(Collected data)
********************

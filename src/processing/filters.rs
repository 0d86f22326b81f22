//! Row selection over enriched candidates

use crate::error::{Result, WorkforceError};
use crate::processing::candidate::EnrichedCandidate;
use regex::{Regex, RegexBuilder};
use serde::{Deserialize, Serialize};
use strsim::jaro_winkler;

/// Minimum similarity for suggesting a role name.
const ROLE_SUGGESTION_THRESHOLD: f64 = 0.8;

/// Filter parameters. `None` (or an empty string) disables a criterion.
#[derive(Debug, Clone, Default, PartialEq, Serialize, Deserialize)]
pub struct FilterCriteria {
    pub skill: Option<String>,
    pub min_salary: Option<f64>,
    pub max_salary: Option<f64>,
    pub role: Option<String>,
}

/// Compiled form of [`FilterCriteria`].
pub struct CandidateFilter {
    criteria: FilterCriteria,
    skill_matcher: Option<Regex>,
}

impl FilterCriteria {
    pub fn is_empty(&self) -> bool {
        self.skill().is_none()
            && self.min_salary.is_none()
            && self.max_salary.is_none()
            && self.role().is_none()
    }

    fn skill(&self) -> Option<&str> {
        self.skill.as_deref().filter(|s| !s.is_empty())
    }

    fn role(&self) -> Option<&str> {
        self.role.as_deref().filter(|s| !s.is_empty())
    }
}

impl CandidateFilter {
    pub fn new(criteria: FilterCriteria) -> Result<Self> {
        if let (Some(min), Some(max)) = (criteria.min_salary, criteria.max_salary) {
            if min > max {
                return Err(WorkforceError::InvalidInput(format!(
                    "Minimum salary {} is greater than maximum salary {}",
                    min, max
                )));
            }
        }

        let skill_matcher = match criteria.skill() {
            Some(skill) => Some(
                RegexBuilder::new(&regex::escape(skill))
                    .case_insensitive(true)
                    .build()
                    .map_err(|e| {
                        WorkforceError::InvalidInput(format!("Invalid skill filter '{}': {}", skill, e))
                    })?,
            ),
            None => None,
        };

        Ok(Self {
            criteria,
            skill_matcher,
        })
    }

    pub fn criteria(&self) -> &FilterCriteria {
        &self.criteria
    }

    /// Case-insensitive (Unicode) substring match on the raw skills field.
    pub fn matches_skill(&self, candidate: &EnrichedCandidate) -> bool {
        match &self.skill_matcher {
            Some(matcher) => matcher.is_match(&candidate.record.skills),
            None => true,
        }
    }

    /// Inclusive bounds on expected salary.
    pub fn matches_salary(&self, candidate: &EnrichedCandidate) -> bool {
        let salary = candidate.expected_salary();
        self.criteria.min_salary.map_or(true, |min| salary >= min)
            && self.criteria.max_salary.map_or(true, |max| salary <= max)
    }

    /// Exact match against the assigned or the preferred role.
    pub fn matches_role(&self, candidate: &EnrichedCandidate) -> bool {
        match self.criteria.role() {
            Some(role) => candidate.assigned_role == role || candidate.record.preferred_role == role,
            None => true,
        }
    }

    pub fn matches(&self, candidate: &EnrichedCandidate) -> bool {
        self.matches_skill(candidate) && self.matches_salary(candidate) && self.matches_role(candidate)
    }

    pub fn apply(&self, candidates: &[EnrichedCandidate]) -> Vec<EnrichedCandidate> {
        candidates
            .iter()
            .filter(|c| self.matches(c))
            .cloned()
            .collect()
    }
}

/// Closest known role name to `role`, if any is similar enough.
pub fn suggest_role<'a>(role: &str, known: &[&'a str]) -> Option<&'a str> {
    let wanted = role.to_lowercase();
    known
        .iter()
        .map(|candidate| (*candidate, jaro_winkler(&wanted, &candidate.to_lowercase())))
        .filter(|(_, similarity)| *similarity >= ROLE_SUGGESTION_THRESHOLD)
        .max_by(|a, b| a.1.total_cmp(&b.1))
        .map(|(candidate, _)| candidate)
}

********************

- _Your task_
Your job is to print exactly the lines that run from the top of the entries through the line with "disables a criterion.", and no others.

- _Response area_
filename src/processing/filters.rs
repository 0d86f22326b81f22
//! Row selection over enriched candidates

use crate::error::{Result, WorkforceError};
use crate::processing::candidate::EnrichedCandidate;
use regex::{Regex, RegexBuilder};
use serde::{Deserialize, Serialize};
use strsim::jaro_winkler;

/// Minimum similarity for suggesting a role name.
const ROLE_SUGGESTION_THRESHOLD: f64 = 0.8;

/// Filter parameters. `None` (or an empty string) disables a criterion.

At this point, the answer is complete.